TASK INPUT section start

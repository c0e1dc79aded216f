//! Customer operations.
//!
//! CustomerService implements create/read/update/delete for customers.
//! A customer has no parent to validate against, but deletion is blocked
//! while accounts still reference it.

use crate::error::{ServiceError, ServiceResult};
use rebank_core::{Customer, CustomerDraft};
use rebank_persistence::{CustomerStore, PersistenceError};
use rebank_validation::{CustomerValidator, ValidationReport};
use std::sync::Arc;

/// Customer consistency service.
pub struct CustomerService {
    store: Arc<dyn CustomerStore>,
    validator: CustomerValidator,
}

impl CustomerService {
    pub fn new(store: Arc<dyn CustomerStore>, validator: CustomerValidator) -> Self {
        Self { store, validator }
    }

    /// All stored customers, store-native order.
    pub async fn get_all(&self) -> ServiceResult<Vec<Customer>> {
        Ok(self.store.find_all().await?)
    }

    pub async fn get_by_id(&self, id: i64) -> ServiceResult<Customer> {
        self.store
            .find_by_id(id)
            .await?
            .ok_or_else(|| ServiceError::customer_not_found(id))
    }

    /// Validate fully, then insert. The store assigns the identifier.
    pub async fn create(&self, draft: CustomerDraft) -> ServiceResult<Customer> {
        let report = self.validator.validate(&draft);
        match draft.into_customer(0) {
            Some(customer) if report.is_empty() => {
                let stored = self.store.insert(&customer).await?;
                tracing::debug!(customer_id = stored.id, "Created customer");
                Ok(stored)
            }
            _ => {
                tracing::warn!(violations = report.len(), "Customer submission rejected");
                Err(ServiceError::Validation(report))
            }
        }
    }

    /// Full replace of an existing customer.
    pub async fn update(&self, draft: CustomerDraft) -> ServiceResult<Customer> {
        let Some(id) = draft.id else {
            return Err(ServiceError::Validation(ValidationReport::single(
                "id",
                "Id can not be null",
            )));
        };

        let report = self.validator.validate(&draft);
        let customer = match draft.into_customer(id) {
            Some(customer) if report.is_empty() => customer,
            _ => {
                tracing::warn!(violations = report.len(), "Customer submission rejected");
                return Err(ServiceError::Validation(report));
            }
        };

        if self.store.find_by_id(id).await?.is_none() {
            return Err(ServiceError::customer_not_found(id));
        }

        let stored = self.store.update(&customer).await.map_err(|err| match err {
            PersistenceError::NotFound { .. } => ServiceError::customer_not_found(id),
            other => ServiceError::Store(other),
        })?;
        tracing::debug!(customer_id = id, "Updated customer");
        Ok(stored)
    }

    /// Delete a customer and return the removed record.
    ///
    /// Fails with NotFound when absent and with a referential-integrity
    /// error while accounts still reference the customer; the latter is
    /// derived from the store's classified constraint violation, not from
    /// a separate count query.
    pub async fn delete_by_id(&self, id: i64) -> ServiceResult<Customer> {
        let Some(customer) = self.store.find_by_id(id).await? else {
            return Err(ServiceError::customer_not_found(id));
        };

        match self.store.delete_by_id(id).await {
            Ok(_) => {
                tracing::debug!(customer_id = id, "Deleted customer");
                Ok(customer)
            }
            Err(PersistenceError::ForeignKeyViolation(_)) => {
                tracing::warn!(customer_id = id, "Delete blocked by referencing accounts");
                Err(ServiceError::customer_has_accounts(id))
            }
            Err(other) => Err(ServiceError::Store(other)),
        }
    }
}

#[cfg(test)]
mod tests {
    use super::*;
    use rebank_persistence::MemoryStore;

    fn service() -> (Arc<MemoryStore>, CustomerService) {
        let store = Arc::new(MemoryStore::new());
        let service = CustomerService::new(store.clone(), CustomerValidator::new());
        (store, service)
    }

    fn draft() -> CustomerDraft {
        CustomerDraft {
            id: None,
            full_name: Some("Jane Milton".to_string()),
            address: Some("12 Acacia Ave".to_string()),
            phone_number: Some("123-456-7890".to_string()),
            ssn: Some("123-45-6789".to_string()),
        }
    }

    #[tokio::test]
    async fn test_create_assigns_id() {
        let (_, service) = service();
        let stored = service.create(draft()).await.unwrap();
        assert_eq!(stored.id, 1);
        assert_eq!(stored.full_name, "Jane Milton");
    }

    #[tokio::test]
    async fn test_create_rejects_invalid_draft() {
        let (_, service) = service();
        let mut bad = draft();
        bad.ssn = Some("000-12-3456".to_string());
        bad.full_name = Some("Jo".to_string());

        let err = service.create(bad).await.unwrap_err();
        let ServiceError::Validation(report) = err else {
            panic!("expected validation error");
        };
        assert_eq!(
            report.sorted_messages(),
            vec![
                "Full name must be in range (5, 20) characters",
                "Invalid ssn information"
            ]
        );
    }

    #[tokio::test]
    async fn test_get_by_id_not_found() {
        let (_, service) = service();
        let err = service.get_by_id(14).await.unwrap_err();
        assert_eq!(err.to_string(), "Customer with id 14 was not found!");
    }

    #[tokio::test]
    async fn test_update_overwrites_all_fields() {
        let (_, service) = service();
        let stored = service.create(draft()).await.unwrap();

        let mut changed = draft();
        changed.id = Some(stored.id);
        changed.address = Some("99 Elm Street".to_string());
        let updated = service.update(changed).await.unwrap();

        assert_eq!(updated.id, stored.id);
        assert_eq!(updated.address, "99 Elm Street");
        assert_eq!(service.get_by_id(stored.id).await.unwrap(), updated);
    }

    #[tokio::test]
    async fn test_update_missing_customer() {
        let (_, service) = service();
        let mut absent = draft();
        absent.id = Some(123);
        let err = service.update(absent).await.unwrap_err();
        assert!(err.is_not_found());
    }

    #[tokio::test]
    async fn test_update_without_id_is_rejected() {
        let (_, service) = service();
        let err = service.update(draft()).await.unwrap_err();
        assert!(err.is_validation());
    }

    #[tokio::test]
    async fn test_delete_returns_removed_record() {
        let (_, service) = service();
        let stored = service.create(draft()).await.unwrap();

        let removed = service.delete_by_id(stored.id).await.unwrap();
        assert_eq!(removed, stored);
        assert!(service.get_by_id(stored.id).await.unwrap_err().is_not_found());
    }

    #[tokio::test]
    async fn test_delete_missing_customer() {
        let (_, service) = service();
        let err = service.delete_by_id(5).await.unwrap_err();
        assert!(err.is_not_found());
    }

    #[tokio::test]
    async fn test_get_all_in_store_order() {
        let (_, service) = service();
        service.create(draft()).await.unwrap();
        let mut second = draft();
        second.full_name = Some("Bobby Tables".to_string());
        service.create(second).await.unwrap();

        let all = service.get_all().await.unwrap();
        assert_eq!(all.len(), 2);
        assert_eq!(all[0].id, 1);
        assert_eq!(all[1].id, 2);
    }
}
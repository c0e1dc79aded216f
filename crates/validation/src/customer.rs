//! Customer validation pipeline.

use crate::phone::is_valid_phone_number;
use crate::report::ValidationReport;
use crate::ssn::is_valid_ssn;
use rebank_core::CustomerDraft;

/// Validates customer submissions.
///
/// A constructed value object handed to the service at construction time;
/// holds no mutable state.
#[derive(Debug, Clone, Default)]
pub struct CustomerValidator;

impl CustomerValidator {
    pub fn new() -> Self {
        Self
    }

    /// Run every rule and collect all findings.
    ///
    /// Size rules only fire when the field is present; the pattern rules
    /// for phone and SSN treat an absent value as a mismatch, so a missing
    /// field can carry both a "can not be null" and a pattern finding.
    pub fn validate(&self, draft: &CustomerDraft) -> ValidationReport {
        let name_len = draft.full_name.as_deref().map(|s| s.chars().count());
        let address_len = draft.address.as_deref().map(|s| s.chars().count());

        ValidationReport::evaluate([
            (
                "full_name",
                "Full name can not be null",
                draft.full_name.is_some(),
            ),
            (
                "full_name",
                "Full name must be in range (5, 20) characters",
                name_len.map_or(true, |n| (5..=20).contains(&n)),
            ),
            (
                "address",
                "Address can not be null",
                draft.address.is_some(),
            ),
            (
                "address",
                "Address must be in range (3, 50) characters",
                address_len.map_or(true, |n| (3..=50).contains(&n)),
            ),
            (
                "phone_number",
                "Phone number can not be null",
                draft.phone_number.is_some(),
            ),
            (
                "phone_number",
                "Invalid phone number",
                is_valid_phone_number(draft.phone_number.as_deref()),
            ),
            ("ssn", "Ssn can not be null", draft.ssn.is_some()),
            (
                "ssn",
                "Invalid ssn information",
                is_valid_ssn(draft.ssn.as_deref()),
            ),
        ])
    }
}
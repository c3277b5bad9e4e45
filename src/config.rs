//! Process-wide settings: file paths, input encoding and backend credentials.
//!
//! Loaded once at startup from `config.json` in the platform config
//! directory (or an explicit path), then overridden by `GOLF_*` variables.

use anyhow::{Context, Result};
use directories::ProjectDirs;
use serde::{Deserialize, Serialize};
use std::fs;
use std::path::{Path, PathBuf};

pub const CONFIG_FILE: &str = "config.json";

#[derive(Debug, Clone, PartialEq, Serialize, Deserialize)]
#[serde(default)]
pub struct Config {
    /// Canonical catalog consumed by the app
    pub catalog_path: PathBuf,
    pub backup_path: PathBuf,
    /// Pending additions produced by `analyze`
    pub missing_path: PathBuf,
    /// Government facility export
    pub csv_path: PathBuf,
    /// WHATWG label of the export's text encoding
    pub csv_encoding: String,
    pub backend: BackendConfig,
    pub seed: SeedConfig,
}

#[derive(Debug, Clone, PartialEq, Serialize, Deserialize)]
#[serde(default)]
pub struct BackendConfig {
    pub url: Option<String>,
    pub service_key: Option<String>,
    pub timeout_secs: u64,
}

#[derive(Debug, Clone, PartialEq, Serialize, Deserialize)]
#[serde(default)]
pub struct SeedConfig {
    /// Password given to every generated demo account
    pub password: Option<String>,
    /// Account that receives requests, messages and notifications
    pub dev_email: String,
}

impl Default for Config {
    fn default() -> Self {
        Self {
            catalog_path: PathBuf::from("src/data/golfCourses.json"),
            backup_path: PathBuf::from("src/data/golfCourses.backup.json"),
            missing_path: PathBuf::from("scripts/missing_courses.json"),
            csv_path: PathBuf::from("골프장현황.csv"),
            csv_encoding: "euc-kr".to_string(),
            backend: BackendConfig::default(),
            seed: SeedConfig::default(),
        }
    }
}

impl Default for BackendConfig {
    fn default() -> Self {
        Self {
            url: None,
            service_key: None,
            timeout_secs: 30,
        }
    }
}

impl Default for SeedConfig {
    fn default() -> Self {
        Self {
            password: None,
            dev_email: "dev@bottlecorp.kr".to_string(),
        }
    }
}

/// Resolved backend endpoint and key
#[derive(Debug, Clone)]
pub struct BackendCredentials {
    pub url: String,
    pub service_key: String,
    pub timeout_secs: u64,
}

impl Config {
    /// Default location: `<config dir>/golf-catalog/config.json`
    pub fn default_path() -> Result<PathBuf> {
        let dirs = ProjectDirs::from("", "", "golf-catalog")
            .context("Could not determine config directory")?;
        Ok(dirs.config_dir().join(CONFIG_FILE))
    }

    /// Load from `custom` or the default path, then apply the environment.
    /// A missing file at the default path means defaults; an explicit path must exist.
    pub fn load(custom: Option<&Path>) -> Result<Self> {
        let mut config = match custom {
            Some(path) => Self::from_file(path)?,
            None => {
                let path = Self::default_path()?;
                if path.exists() {
                    Self::from_file(&path)?
                } else {
                    Self::default()
                }
            }
        };

        config.apply_overrides(|var| std::env::var(var).ok());
        Ok(config)
    }

    pub fn from_file(path: &Path) -> Result<Self> {
        let text =
            fs::read_to_string(path).with_context(|| format!("Failed to read config: {:?}", path))?;
        serde_json::from_str(&text).with_context(|| format!("Failed to parse config: {:?}", path))
    }

    /// Apply `GOLF_*` overrides; blank values are ignored
    pub fn apply_overrides(&mut self, lookup: impl Fn(&str) -> Option<String>) {
        let get = |var: &str| lookup(var).filter(|v| !v.trim().is_empty());

        if let Some(v) = get("GOLF_CATALOG_PATH") {
            self.catalog_path = v.into();
        }
        if let Some(v) = get("GOLF_CATALOG_BACKUP") {
            self.backup_path = v.into();
        }
        if let Some(v) = get("GOLF_CATALOG_MISSING") {
            self.missing_path = v.into();
        }
        if let Some(v) = get("GOLF_CATALOG_CSV") {
            self.csv_path = v.into();
        }
        if let Some(v) = get("GOLF_CATALOG_CSV_ENCODING") {
            self.csv_encoding = v;
        }
        if let Some(v) = get("GOLF_BACKEND_URL") {
            self.backend.url = Some(v.trim_end_matches('/').to_string());
        }
        if let Some(v) = get("GOLF_BACKEND_KEY") {
            self.backend.service_key = Some(v);
        }
        if let Some(v) = get("GOLF_HTTP_TIMEOUT_SECS") {
            match v.trim().parse() {
                Ok(secs) => self.backend.timeout_secs = secs,
                Err(_) => tracing::warn!(
                    var = "GOLF_HTTP_TIMEOUT_SECS",
                    value = %v,
                    default = self.backend.timeout_secs,
                    "invalid env var value, using default"
                ),
            }
        }
        if let Some(v) = get("GOLF_SEED_PASSWORD") {
            self.seed.password = Some(v);
        }
        if let Some(v) = get("GOLF_DEV_EMAIL") {
            self.seed.dev_email = v;
        }
    }

    pub fn backend_credentials(&self) -> Result<BackendCredentials> {
        let url = self
            .backend
            .url
            .clone()
            .context("Backend URL not configured (set GOLF_BACKEND_URL or backend.url)")?;
        let service_key = self
            .backend
            .service_key
            .clone()
            .context("Backend key not configured (set GOLF_BACKEND_KEY or backend.service_key)")?;

        Ok(BackendCredentials {
            url,
            service_key,
            timeout_secs: self.backend.timeout_secs,
        })
    }

    pub fn seed_password(&self) -> Result<&str> {
        self.seed
            .password
            .as_deref()
            .context("Seed password not configured (set GOLF_SEED_PASSWORD or seed.password)")
    }
}

#[cfg(test)]
mod tests {
    use super::*;
    use std::collections::HashMap;

    fn env(pairs: &[(&str, &str)]) -> impl Fn(&str) -> Option<String> {
        let map: HashMap<String, String> = pairs
            .iter()
            .map(|(k, v)| (k.to_string(), v.to_string()))
            .collect();
        move |var| map.get(var).cloned()
    }

    #[test]
    fn test_overrides_replace_defaults() {
        let mut config = Config::default();
        config.apply_overrides(env(&[
            ("GOLF_CATALOG_PATH", "/data/courses.json"),
            ("GOLF_CATALOG_CSV_ENCODING", "utf-8"),
            ("GOLF_BACKEND_URL", "https://example.supabase.co/"),
            ("GOLF_BACKEND_KEY", "secret"),
            ("GOLF_HTTP_TIMEOUT_SECS", "5"),
        ]));

        assert_eq!(config.catalog_path, PathBuf::from("/data/courses.json"));
        assert_eq!(config.csv_encoding, "utf-8");
        let creds = config.backend_credentials().unwrap();
        assert_eq!(creds.url, "https://example.supabase.co");
        assert_eq!(creds.service_key, "secret");
        assert_eq!(creds.timeout_secs, 5);
    }

    #[test]
    fn test_invalid_and_blank_values_are_ignored() {
        let mut config = Config::default();
        config.apply_overrides(env(&[
            ("GOLF_HTTP_TIMEOUT_SECS", "soon"),
            ("GOLF_DEV_EMAIL", "   "),
        ]));

        assert_eq!(config.backend.timeout_secs, 30);
        assert_eq!(config.seed.dev_email, "dev@bottlecorp.kr");
    }

    #[test]
    fn test_missing_credentials_are_errors() {
        let config = Config::default();
        assert!(config.backend_credentials().is_err());
        assert!(config.seed_password().is_err());
    }

    #[test]
    fn test_partial_file_fills_defaults() {
        let dir = tempfile::TempDir::new().unwrap();
        let path = dir.path().join(CONFIG_FILE);
        fs::write(&path, r#"{"csv_encoding": "utf-8", "seed": {"password": "pw"}}"#).unwrap();

        let config = Config::from_file(&path).unwrap();
        assert_eq!(config.csv_encoding, "utf-8");
        assert_eq!(config.seed_password().unwrap(), "pw");
        assert_eq!(config.seed.dev_email, "dev@bottlecorp.kr");
        assert_eq!(config.catalog_path, Config::default().catalog_path);
    }
}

TASK INPUT section end

TASK PROMPT =>
Of all the entries above, repeat only the lines from the line that has "the platform config" to the line that has "pub struct Config", both lines included, exactly.

ANSWER SECTION =>
//! Loaded once at startup from `config.json` in the platform config
//! directory (or an explicit path), then overridden by `GOLF_*` variables.

use anyhow::{Context, Result};
use directories::ProjectDirs;
use serde::{Deserialize, Serialize};
use std::fs;
use std::path::{Path, PathBuf};

pub const CONFIG_FILE: &str = "config.json";

#[derive(Debug, Clone, PartialEq, Serialize, Deserialize)]
#[serde(default)]
pub struct Config {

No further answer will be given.